Bu yazımı, Denizli gazetesindeki köşemde, Ağustos 2023 tarihinde 2003 genel seçimlerine dair yazdım. Kılıçdaroğlu CHP genel başkanlığından düşünce güncellik kazandığını düşünüyorum.

NE OLMALI İDİ, OLMADI, OLMAYACAK!

Muasır medeniyet seviyesine ulaşmayı şiar edenmiş bir milletiz biz. Sağcısı solcusu, düşmez dillerden bu söz. Muasır medeniyet ne batı ne doğudur ama güncel olan, batının, özellikle de Avrupa’nın ulaştığı seviye olduğu için, biz orayı örnek alıp oraya ulaşmaya çalışırız. AB içinde olmaya çalışmak, olmayınca da, AB kriterlerini Ankara kriterleri yapar ve yolumuza öyle devam ederiz diyerek batı perspektifinden vazgeçmeyeceğimizi defatle ifade etmek genel geçer halimizdir bizim.

Tabi bunların hepsi sözde kalan ifadeler. Yoksa tipik bir doğu toplumuyuz. Etik ve ahlak anlayışı kendine göre, kurnazlığı zeka belirtisi olarak gören, değerimiz kendimizden menkul, vazgeçilmez olduğumuzu düşünen,  dün dündür bugün bugündür anlayışı ile yol yürümeye çalışan bir toplumuz. Güncel örneğimiz ile devam edelim;

Cumhurbaşkanlığı seçimlerinden muhalefet topyekûn  bir yenilgi ile çıktı. Gerçi buçuk partilerin yenilgilerine şüphe ile bakabilir, İyi Parti’ye de ben demiştim kabilinden bir açık kapı bırakabiliriz ama Kılıçdaroğlu ve CHP’nin net bir yenilgi aldığı bir gerçek. Yenilgi, siyasetin doğası gereği uzun soluklu olan siyasette bir ara duraktır. Partiler iddialarından ve yürüyüşlerinden vaz geçmezler. Ama bu iddialarını bir öz eleştiri sonrası yeni yüzler ve yeni anlayışlar ile devam ettirirler. Yazımızın başında ifade ettiğimiz ve ulaşmaya çalıştığımız medeniyet anlayışlarında bu böyle ilerliyor. Kaybeden kenara çekiliyor ve yeni dinamiklere fırsat veriliyor ki, kitlelere yeni bir heyecan ve hareket gelebilsin. Aksi takdirde var olanı korumakla kalıyorsunuz, hoş bu korumanın da başarı sayıldığı günler yaşıyoruz ama neyse.

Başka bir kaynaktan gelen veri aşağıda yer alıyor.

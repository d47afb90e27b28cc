//! Wallet lifecycle: creation, PIN authentication, backup reveal, reset.

mod service;
mod status;

pub use service::{RevealedSecret, WalletService};
pub use status::WalletStatus;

Kılıçdaroğlu’na bir tek konuda hak verebiliriz. Önümüzde yerel seçimler var ve parti içi ve muhalefet bloğu içinde çalkantılara girmeden, yani vakit kaybetmeden seçim sürecine girmek gerekiyor. O halde ne yapmak lazımdı;

Kılıçdaroğlu şöyle demeli idi; “Yenilgiyi ve sorumluğu kabul ediyorum. Önümüzde yerel seçimler var ve sorumluluğumun gereğini bu seçimleri göz önünde bulundurarak yerine getiriyorum. Şu andan itibaren misyonum yerel seçimleri kazanmak ve partimi kurultaya sağlıklı bir şekilde götürmektir. Yerel seçimlerden hemen sonra yapılacak olan kurultayda aday olmayacağım. Bir önceki yerel seçimdeki ittifakları esas alalım. Kim nerede hangi aday tartışmalarına da girmeyelim. Bu demek oluyor ki İstanbul’da CHP adayı, Denizli’de İyi parti adayı ile gireceğiz. Hadi hemen başlayalım…”

Diyeceksiniz ki ittifak o günden bu güne genişledi. Sonradan katılanlar bence kendileri girsinler ve genel seçimlerdeki çarpan etkilerini millet bi görsün. Ee ne demiştik siyaset uzun soluklu bir yürüyüş.

Bakarsınız vatandaşın iliklerine kadar hissettiği ekonomideki kötü gidişatın da etkisi ile müthiş bir başarı elde edilirdi. Bu başarı Kılıçdaroğlu’nun hanesine yazanlar ne olur gitme derdi, o da günün sonunda dün dünde mi kaldı diye bi düşünürdü. Ama dedim ya olmadı, olmayacak.